Cuando Grilo se fue, Aedón y yo nos quedamos en los respectivos catres, sin poder dormir.

—Hay que agradecer a los dioses que tu padre detuviera el combate —comenté—. Chico podría haberte matado.

Aedón tensó los músculos y se incorporó apoyándose en un codo, sin prestar atención al dolor que le crispaba la cara.

—¡Gracias a los dioses, y una mierda! —bramó—. ¡Fue mi padre quien insistió en que aprendiera pancracio! ¿Crees que no sabía que Antínoo me destrozaría un día tras otro? Estoy harto de que estés siempre disculpando a mi padre, justificando sus actos. ¡Eres mi esclavo, Teo! ¿Dónde está la lealtad que me debes?

Aturdido por la andanada, callé durante largo rato, hasta que noté que su respiración era más regular, que se había tranquilizado.

—Aedón, eres el hijo de tu padre y él te ama como debe amar un padre. Pero no es de los hombres que expresan abiertamente sus sentimientos. La ternura, hacia ti o hacia cualquiera, no es un arte que Grilo valore mucho.

—Si lo valorase un poco menos, yo ya estaría muerto.

Aedón volvió a guardar silencio y concebí la esperanza de que el asunto hubiera quedado zanjado, pero seguía estando inquieto, moviéndose y dando puntapiés a las mantas, con el espíritu torturándole tanto que le impedía dormir a pesar de su extenuación.

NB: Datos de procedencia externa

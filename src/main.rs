//! `gsdutil`: inspect and manipulate GSD files from the command line.

use std::io::Write;
use std::path::PathBuf;

use anyhow::{bail, Context, Result};
use clap::{Parser, Subcommand};
use log::*;

use gsd::{ElementType, GsdFile, OpenMode};

#[derive(Parser)]
#[command(name = "gsdutil", about = "Inspect and manipulate GSD trajectory files")]
struct Cli {
    #[command(subcommand)]
    command: Command,
}

#[derive(Subcommand)]
enum Command {
    /// Create a new, empty GSD file.
    Create {
        path: PathBuf,
        #[arg(long, default_value = "gsdutil")]
        application: String,
        #[arg(long, default_value = "none")]
        schema: String,
        #[arg(long, default_value_t = 0)]
        schema_version: u32,
    },
    /// Print header metadata and frame count.
    Info { path: PathBuf },
    /// List chunk names interned in the file.
    Ls { path: PathBuf },
    /// Dump a chunk's raw bytes to stdout.
    Cat {
        path: PathBuf,
        #[arg(long)]
        frame: u64,
        #[arg(long)]
        name: String,
    },
}

fn main() -> Result<()> {
    env_logger::init();
    let cli = Cli::parse();
    match cli.command {
        Command::Create {
            path,
            application,
            schema,
            schema_version,
        } => create(&path, &application, &schema, schema_version),
        Command::Info { path } => info(&path),
        Command::Ls { path } => ls(&path),
        Command::Cat { path, frame, name } => cat(&path, frame, &name),
    }
}

fn create(path: &PathBuf, application: &str, schema: &str, schema_version: u32) -> Result<()> {
    GsdFile::create(path, application, schema, schema_version)
        .with_context(|| format!("creating {}", path.display()))?;
    info!("created {}", path.display());
    Ok(())
}

fn info(path: &PathBuf) -> Result<()> {
    let f = GsdFile::open(path, OpenMode::ReadOnly)
        .with_context(|| format!("opening {}", path.display()))?;
    println!("application:    {}", f.application());
    println!("schema:         {}", f.schema());
    println!("schema_version: {}", f.schema_version());
    println!("format_version: {}.{}", f.version().major(), f.version().minor());
    println!("nframes:        {}", f.nframes());
    Ok(())
}

fn ls(path: &PathBuf) -> Result<()> {
    let f = GsdFile::open(path, OpenMode::ReadOnly)
        .with_context(|| format!("opening {}", path.display()))?;
    let mut previous = None;
    while let Some((id, name)) = f.find_matching_chunk_name("", previous)? {
        println!("{}", name);
        previous = Some(id);
    }
    Ok(())
}

fn cat(path: &PathBuf, frame: u64, name: &str) -> Result<()> {
    let mut f = GsdFile::open(path, OpenMode::ReadOnly)
        .with_context(|| format!("opening {}", path.display()))?;
    let entry = match f.find_chunk(frame, name)? {
        Some(e) => e,
        None => bail!("no chunk named '{}' at frame {}", name, frame),
    };
    let elem = ElementType::from_tag(entry.type_tag)
        .with_context(|| format!("unknown element type tag {}", entry.type_tag))?;
    debug!(
        "reading chunk '{}' frame={} N={} M={} type={:?}",
        name, frame, entry.n, entry.m, elem
    );
    let mut buf = vec![0u8; entry.payload_size() as usize];
    f.read_chunk(&entry, &mut buf)?;
    std::io::stdout().write_all(&buf)?;
    Ok(())
}
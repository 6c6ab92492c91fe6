//! Positional I/O primitives shared by the GSD engine.
//!
//! Generalizes the disk-driver abstraction used by ext2-style filesystem
//! code (a small trait over an open device, backed either by a real file or
//! an in-memory buffer) to the needs of an append-friendly trajectory
//! container: 64-bit offsets, short-transfer retry, a synchronous flush, and
//! a read-only memory map of an arbitrary byte range.

use anyhow::Result;

pub mod file;
pub mod memory;

/// On platforms whose positional I/O cannot accept transfers larger than
/// 2^31 bytes, a single `pread`/`pwrite` call is capped at this size and the
/// caller loops. We apply the cap unconditionally rather than only on the
/// platforms that need it, so there is one code path to trust.
pub const MAX_IO_CHUNK: usize = 1 << 30; // ~1 GiB

/// A read-only mapping of a byte range of a backend. `FileBackend` returns a
/// real `memmap2::Mmap`; `MemoryBackend` cannot be mapped and returns `None`
/// from `mmap`.
pub type Mmap = memmap2::Mmap;

/// Byte-addressable resource with 64-bit offsets. All operations are
/// positional: they never move a shared cursor, so concurrent-looking calls
/// from a single-threaded caller never interfere with each other's offsets.
pub trait PositionalIo {
    /// Read up to `buf.len()` bytes starting at `offset`. Short reads caused
    /// by hitting end-of-file are not an error: the number of bytes actually
    /// read is returned. Short reads for any other reason are retried until
    /// `buf` is full or an error occurs.
    fn pread_all(&mut self, offset: u64, buf: &mut [u8]) -> Result<usize>;

    /// Write exactly `buf.len()` bytes starting at `offset`. Short writes are
    /// retried until the full buffer is written or an error occurs.
    fn pwrite_all(&mut self, offset: u64, buf: &[u8]) -> Result<()>;

    /// Current length of the backing resource in bytes.
    fn len(&mut self) -> Result<u64>;

    /// Grow or shrink the backing resource to exactly `len` bytes.
    fn set_len(&mut self, len: u64) -> Result<()>;

    /// Request that previously written bytes become durable.
    fn sync(&mut self) -> Result<()>;

    /// Map `len` bytes starting at `offset` read-only, if the backend
    /// supports mapping. The page-aligned-offset bookkeeping described for
    /// manual `mmap(2)` use is handled internally by `memmap2`.
    fn mmap(&self, offset: u64, len: usize) -> Result<Option<Mmap>>;
}

/// Zero a byte range with a pattern the compiler cannot optimize away, for
/// callers that need "this memory really was cleared" rather than "the
/// compiler decided the store was dead".
pub fn volatile_zero(buf: &mut [u8]) {
    for byte in buf.iter_mut() {
        unsafe { std::ptr::write_volatile(byte, 0) };
    }
}

#[cfg(test)]
mod tests {
    use super::*;

    #[test]
    fn volatile_zero_clears_buffer() {
        let mut buf = vec![0xAAu8; 64];
        volatile_zero(&mut buf);
        assert!(buf.iter().all(|&b| b == 0));
    }
}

—Por los dioses, ¿qué te dio para que siguieras peleando? —pregunté con intención de sacarlo de las garras de la melancolía—. Parecía que querías matar a Chico.

Aedón respiró hondo y guardó silencio durante tanto tiempo que pensé que por fin se había quedado dormido. Cuando me volví hacia él, sin embargo, vi que miraba al techo con furia, y a pesar de la oscuridad de la habitación advertí que su cara estaba crispada con una mueca de indignación.

—Tú no lo entenderías, Teo —farfulló por fin con desdén.

—¿Entender? ¿Qué hay que entender?

Otro largo silencio.

—Mira, me limité a imaginar que Chico era otro. Me ayudó a concentrarme.

Sopesé la respuesta con cautela, pero finalmente la curiosidad pudo más que la prudencia.

—¿A quién imaginabas que estabas atacando? —En cuanto la pregunta salió de mi boca, me arrepentí de haberla hecho, pues conocía la respuesta tan bien como Aedón.

Me miró con desprecio por mi estupidez y se volvió de cara a la pared.

—Preferiría haber sido bastardo —gruñó con sequedad entre los labios partidos.